A deeper computational mechanistic study of an environmentally friendly metal-free CO₂ reduction process towards obtaining methanol is presented, employing a previously tested kind of intramolecular frustrated Lewis pair (2-[bis(R)boryl]-N,N-dimethylaniline) as the catalyst and H₂ as the reducing agent. The Lewis acid strength of the electrophilic boron atom was adjusted to facilitate hydride release by changing the R group, using electron-donating groups (EDGs) based on methylated aryls (Mes and Mes′) and electron-withdrawing groups (EWGs) based on fluorinated alkyls (CF₃ and PFtB) and aryls (FMes and C₆F₅), to analyse its effect on both the H₂ splitting and CO₂ hydrogenation processes. The acidity of boron was measured from the local electrophilicity index obtained using conceptual density functional theory, where an excellent correlation with the Gibbs free energy of the H₂ splitting process was found (R² = 0.95), indicating that the higher the acid power of boron is, the more exergonic the H₂ activation process is. The reversibility of H₂ activation directly impacts the CO₂ and formic acid hydrogenations, where the less exergonic the H₂ splitting process is, the lower the activation energies for these hydrogenation processes are. To obtain methanol at the end, methanediol dehydration forming formaldehyde is crucial, because methanediol has a high energetic barrier, hindering the catalytic cycle from being more efficient. Conversely, formaldehyde can be easily hydrogenated to methanol in the same way as CO₂ and formic acid.
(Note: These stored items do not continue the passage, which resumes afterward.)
//! Crafting session: the selection state the presentation layer drives.

use ahash::AHashMap;
use ember_common::EntityId;
use tracing::{debug, warn};

use crate::availability::{compute_available, AvailableRecipeView, ReachableStations};
use crate::catalog::{CatalogIndex, RecipeCatalog};
use crate::executor::{execute, CraftFailure, CraftOutcome};
use crate::holder::ResourceHolder;
use crate::replication::ReplicationPublisher;
use crate::resolver::{resolve, Selection};

/// Statistics tracked for crafting.
#[derive(Debug, Clone, Default)]
pub struct CraftingStats {
    /// Total result units produced.
    pub items_crafted: u64,
    /// Total crafts completed.
    pub crafts_completed: u64,
    /// Total crafts rejected.
    pub crafts_failed: u64,
    /// Crafts per catalog index.
    pub crafts_by_recipe: AHashMap<CatalogIndex, u32>,
}

impl CraftingStats {
    /// Records a completed craft.
    pub fn record_craft(&mut self, index: CatalogIndex, quantity: u32) {
        self.items_crafted += u64::from(quantity);
        self.crafts_completed += 1;
        *self.crafts_by_recipe.entry(index).or_insert(0) += 1;
    }

    /// Records a rejected craft.
    pub fn record_failure(&mut self) {
        self.crafts_failed += 1;
    }

    /// Returns the most crafted recipe and its count.
    #[must_use]
    pub fn most_crafted_recipe(&self) -> Option<(CatalogIndex, u32)> {
        self.crafts_by_recipe
            .iter()
            .max_by_key(|(index, count)| (**count, std::cmp::Reverse(**index)))
            .map(|(index, count)| (*index, *count))
    }
}

/// Selection and view state for one holder's crafting UI.
///
/// Every craft attempt, successful or not, clears the selection and drops
/// the view; the caller must [`refresh`](Self::refresh) before selecting again.
#[derive(Debug)]
pub struct CraftingSession {
    owner: EntityId,
    selection: Selection,
    view: Option<AvailableRecipeView>,
    replication: Option<ReplicationPublisher>,
    stats: CraftingStats,
}

impl CraftingSession {
    /// Creates a session for the holder owned by `owner`.
    #[must_use]
    pub fn new(owner: EntityId) -> Self {
        Self {
            owner,
            selection: Selection::None,
            view: None,
            replication: None,
            stats: CraftingStats::default(),
        }
    }

    /// Publishes holder snapshots after each successful craft.
    #[must_use]
    pub fn with_replication(mut self, publisher: ReplicationPublisher) -> Self {
        self.replication = Some(publisher);
        self
    }

    /// Owner of the holder this session crafts for.
    #[must_use]
    pub const fn owner(&self) -> EntityId {
        self.owner
    }

    /// Recomputes the view the presentation layer indexes into.
    ///
    /// Clears the selection: it referred to the previous view.
    pub fn refresh<H: ResourceHolder + ?Sized>(
        &mut self,
        catalog: &RecipeCatalog,
        holder: &H,
        stations: &ReachableStations,
    ) -> &AvailableRecipeView {
        self.selection = Selection::None;
        self.view.insert(compute_available(catalog, holder, stations))
    }

    /// Most recent view, if one is current.
    #[must_use]
    pub fn view(&self) -> Option<&AvailableRecipeView> {
        self.view.as_ref()
    }

    /// Current selection.
    #[must_use]
    pub const fn selection(&self) -> Selection {
        self.selection
    }

    /// Selects a view position; out-of-bounds or no view selects nothing.
    pub fn select(&mut self, position: usize) -> Selection {
        self.selection = match &self.view {
            Some(view) if position < view.len() => Selection::Position(position),
            _ => Selection::None,
        };
        debug!("Session {} selection -> {:?}", self.owner, self.selection);
        self.selection
    }

    /// Drops the selection and view after an outside change (inventory
    /// edited, catalog extended).
    pub fn invalidate(&mut self) {
        self.selection = Selection::None;
        self.view = None;
    }

    /// Crafts the selected recipe.
    ///
    /// A selection made against a view that no longer matches the catalog or
    /// holder is treated as no selection.
    pub fn craft_selected<H: ResourceHolder + ?Sized>(
        &mut self,
        catalog: &RecipeCatalog,
        holder: &mut H,
        stations: &ReachableStations,
    ) -> CraftOutcome {
        let selection = match &self.view {
            Some(view) if !view.is_stale(catalog, &*holder) => self.selection,
            Some(_) => {
                debug!("Session {} view went stale, dropping selection", self.owner);
                Selection::None
            },
            None => Selection::None,
        };

        let fresh = compute_available(catalog, &*holder, stations);
        let outcome = match resolve(&fresh, selection) {
            Ok(index) => match fresh.get(index.get()) {
                Some(entry) if !entry.station_reachable => {
                    Err(CraftFailure::MissingStation(entry.recipe.station))
                },
                _ => execute(catalog, index, holder).map(|result| (index, result)),
            },
            Err(e) => {
                debug!("Session {}: {}", self.owner, e);
                let position = selection.position().unwrap_or(usize::MAX);
                Err(CraftFailure::InvalidIndex(CatalogIndex::new(position)))
            },
        };

        self.invalidate();

        match outcome {
            Ok((index, result)) => {
                self.stats.record_craft(index, result.quantity);
                if let Some(publisher) = &self.replication {
                    publisher.publish(self.owner, &*holder);
                }
                Ok(result)
            },
            Err(failure) => {
                self.stats.record_failure();
                warn!("Session {} craft rejected: {}", self.owner, failure);
                Err(failure)
            },
        }
    }

    /// Crafting statistics for this session.
    #[must_use]
    pub const fn stats(&self) -> &CraftingStats {
        &self.stats
    }
}

#[cfg(test)]
mod tests {
    use super::*;
    use crate::availability::Deficiency;
    use crate::catalog::{Recipe, RecipeResult, StationType};
    use crate::holder::Inventory;
    use crate::replication::replication_channel;
    use ember_common::ResourceKind;
    use std::time::{Duration, Instant};

    const WOOD: ResourceKind = ResourceKind::new(1);
    const COAL: ResourceKind = ResourceKind::new(2);
    const GEL: ResourceKind = ResourceKind::new(3);
    const IRON_ORE: ResourceKind = ResourceKind::new(4);
    const TORCH: ResourceKind = ResourceKind::new(10);
    const IRON_BAR: ResourceKind = ResourceKind::new(11);

    fn torch_catalog() -> RecipeCatalog {
        let mut catalog = RecipeCatalog::new();
        catalog
            .register(
                Recipe::builder("Torch")
                    .ingredient(WOOD, 1)
                    .result(TORCH, 4)
                    .build()
                    .expect("valid"),
            )
            .expect("register");
        catalog
    }

    fn session() -> CraftingSession {
        CraftingSession::new(EntityId::from_raw(1))
    }

    #[test]
    fn test_craft_selected_success() {
        let catalog = torch_catalog();
        let stations = ReachableStations::new();
        let mut inv = Inventory::new(4);
        assert!(inv.add(WOOD, 1));
        let mut session = session();

        session.refresh(&catalog, &inv, &stations);
        assert_eq!(session.select(0), Selection::Position(0));

        let outcome = session.craft_selected(&catalog, &mut inv, &stations);
        assert_eq!(outcome, Ok(RecipeResult::new(TORCH, 4)));
        assert_eq!(inv.quantity_of(WOOD), 0);
        assert_eq!(inv.quantity_of(TORCH), 4);
        assert_eq!(session.stats().crafts_completed, 1);
    }

    #[test]
    fn test_craft_selected_missing_ingredients() {
        let catalog = torch_catalog();
        let stations = ReachableStations::new();
        let mut inv = Inventory::new(4);
        let mut session = session();

        session.refresh(&catalog, &inv, &stations);
        session.select(0);
        let outcome = session.craft_selected(&catalog, &mut inv, &stations);

        assert_eq!(
            outcome,
            Err(CraftFailure::MissingIngredients(vec![Deficiency {
                kind: WOOD,
                required: 1,
                available: 0
            }]))
        );
        assert!(inv.snapshot().is_empty());
    }

    #[test]
    fn test_selection_cleared_after_every_attempt() {
        let catalog = torch_catalog();
        let stations = ReachableStations::new();
        let mut inv = Inventory::new(4);
        let mut session = session();

        session.refresh(&catalog, &inv, &stations);
        session.select(0);
        let _ = session.craft_selected(&catalog, &mut inv, &stations);
        assert_eq!(session.selection(), Selection::None);
        assert!(session.view().is_none());

        // Re-invoking without re-selecting never re-crafts.
        assert!(inv.add(WOOD, 1));
        let outcome = session.craft_selected(&catalog, &mut inv, &stations);
        assert!(matches!(outcome, Err(CraftFailure::InvalidIndex(_))));
        assert_eq!(inv.quantity_of(WOOD), 1);
    }

    #[test]
    fn test_select_out_of_bounds_or_without_view() {
        let catalog = torch_catalog();
        let mut session = session();
        assert_eq!(session.select(0), Selection::None);

        session.refresh(&catalog, &Inventory::new(4), &ReachableStations::new());
        assert_eq!(session.select(1), Selection::None);
    }

    #[test]
    fn test_twin_recipes_resolve_to_selected_index() {
        let mut catalog = RecipeCatalog::new();
        for second in [COAL, GEL] {
            catalog
                .register(
                    Recipe::builder("Torch")
                        .ingredient(WOOD, 1)
                        .ingredient(second, 1)
                        .result(TORCH, 16)
                        .build()
                        .expect("valid"),
                )
                .expect("register");
        }
        let stations = ReachableStations::new();
        let mut inv = Inventory::new(8);
        assert!(inv.add(WOOD, 2));
        assert!(inv.add(COAL, 1));
        assert!(inv.add(GEL, 1));
        let mut session = session();

        session.refresh(&catalog, &inv, &stations);
        session.select(1);
        session
            .craft_selected(&catalog, &mut inv, &stations)
            .expect("craft");

        assert_eq!(inv.quantity_of(COAL), 1);
        assert_eq!(inv.quantity_of(GEL), 0);
        assert_eq!(
            session.stats().most_crafted_recipe(),
            Some((CatalogIndex::new(1), 1))
        );
    }

    #[test]
    fn test_stale_view_drops_selection() {
        let catalog = torch_catalog();
        let stations = ReachableStations::new();
        let mut inv = Inventory::new(4);
        assert!(inv.add(WOOD, 1));
        let mut session = session();

        session.refresh(&catalog, &inv, &stations);
        session.select(0);
        // Inventory edited behind the session's back.
        assert!(inv.add(WOOD, 1));

        let outcome = session.craft_selected(&catalog, &mut inv, &stations);
        assert!(matches!(outcome, Err(CraftFailure::InvalidIndex(_))));
        assert_eq!(inv.quantity_of(WOOD), 2);
    }

    #[test]
    fn test_catalog_growth_drops_selection() {
        let mut catalog = torch_catalog();
        let stations = ReachableStations::new();
        let mut inv = Inventory::new(4);
        assert!(inv.add(WOOD, 1));
        let mut session = session();

        session.refresh(&catalog, &inv, &stations);
        assert_eq!(session.select(0), Selection::Position(0));
        catalog
            .register(
                Recipe::builder("Big Torch")
                    .ingredient(WOOD, 1)
                    .result(TORCH, 8)
                    .build()
                    .expect("valid"),
            )
            .expect("register");

        let outcome = session.craft_selected(&catalog, &mut inv, &stations);
        assert_eq!(
            outcome,
            Err(CraftFailure::InvalidIndex(CatalogIndex::new(usize::MAX)))
        );
        assert_eq!(inv.quantity_of(WOOD), 1);
        assert_eq!(inv.quantity_of(TORCH), 0);
        assert_eq!(session.selection(), Selection::None);
    }

    #[test]
    fn test_unreachable_station_rejected() {
        let mut catalog = RecipeCatalog::new();
        catalog
            .register(
                Recipe::builder("Iron Bar")
                    .ingredient(IRON_ORE, 3)
                    .result(IRON_BAR, 1)
                    .station(StationType::Furnace)
                    .build()
                    .expect("valid"),
            )
            .expect("register");
        let stations = ReachableStations::new();
        let mut inv = Inventory::new(4);
        assert!(inv.add(IRON_ORE, 3));
        let mut session = session();

        session.refresh(&catalog, &inv, &stations);
        session.select(0);
        let outcome = session.craft_selected(&catalog, &mut inv, &stations);
        assert_eq!(outcome, Err(CraftFailure::MissingStation(StationType::Furnace)));
        assert_eq!(inv.quantity_of(IRON_ORE), 3);
    }

    #[test]
    fn test_holder_full_leaves_inventory_unchanged() {
        let catalog = torch_catalog();
        let stations = ReachableStations::new();
        let mut inv = Inventory::with_stack_limit(2, 99);
        assert!(inv.add(WOOD, 3));
        assert!(inv.add(COAL, 1));
        let before = inv.clone();
        let mut session = session();

        session.refresh(&catalog, &inv, &stations);
        session.select(0);
        let outcome = session.craft_selected(&catalog, &mut inv, &stations);
        assert_eq!(outcome, Err(CraftFailure::HolderFull));
        assert_eq!(inv, before);
        assert_eq!(session.stats().crafts_failed, 1);
    }

    #[test]
    fn test_success_publishes_snapshot() {
        let catalog = torch_catalog();
        let stations = ReachableStations::new();
        let (publisher, mut outbox) = replication_channel(8, Duration::ZERO);
        let mut inv = Inventory::new(4);
        assert!(inv.add(WOOD, 1));
        let mut session = session().with_replication(publisher);

        session.refresh(&catalog, &inv, &stations);
        session.select(0);
        session
            .craft_selected(&catalog, &mut inv, &stations)
            .expect("craft");

        let released = outbox.poll(Instant::now());
        assert_eq!(released.len(), 1);
        assert_eq!(released[0].holder, session.owner());
        assert!(!released[0].full);
        assert_eq!(released[0].resources, inv.snapshot());
    }

    #[test]
    fn test_failure_publishes_nothing() {
        let catalog = torch_catalog();
        let stations = ReachableStations::new();
        let (publisher, mut outbox) = replication_channel(8, Duration::ZERO);
        let mut inv = Inventory::new(4);
        let mut session = session().with_replication(publisher);

        session.refresh(&catalog, &inv, &stations);
        session.select(0);
        assert!(session.craft_selected(&catalog, &mut inv, &stations).is_err());
        assert!(outbox.poll(Instant::now()).is_empty());
    }
}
Finally, the catalytic activity in each case was analysed in terms of the energetic span model, where the local electrophilicity index condensed on boron shows a good linear correlation with the logarithm of the relative turnover frequency (R² = 0.91), indicating that this reactivity index can be employed to guide the design of optimal catalytic systems to increase its catalytic activity, opening new routes directing future experiments in the field.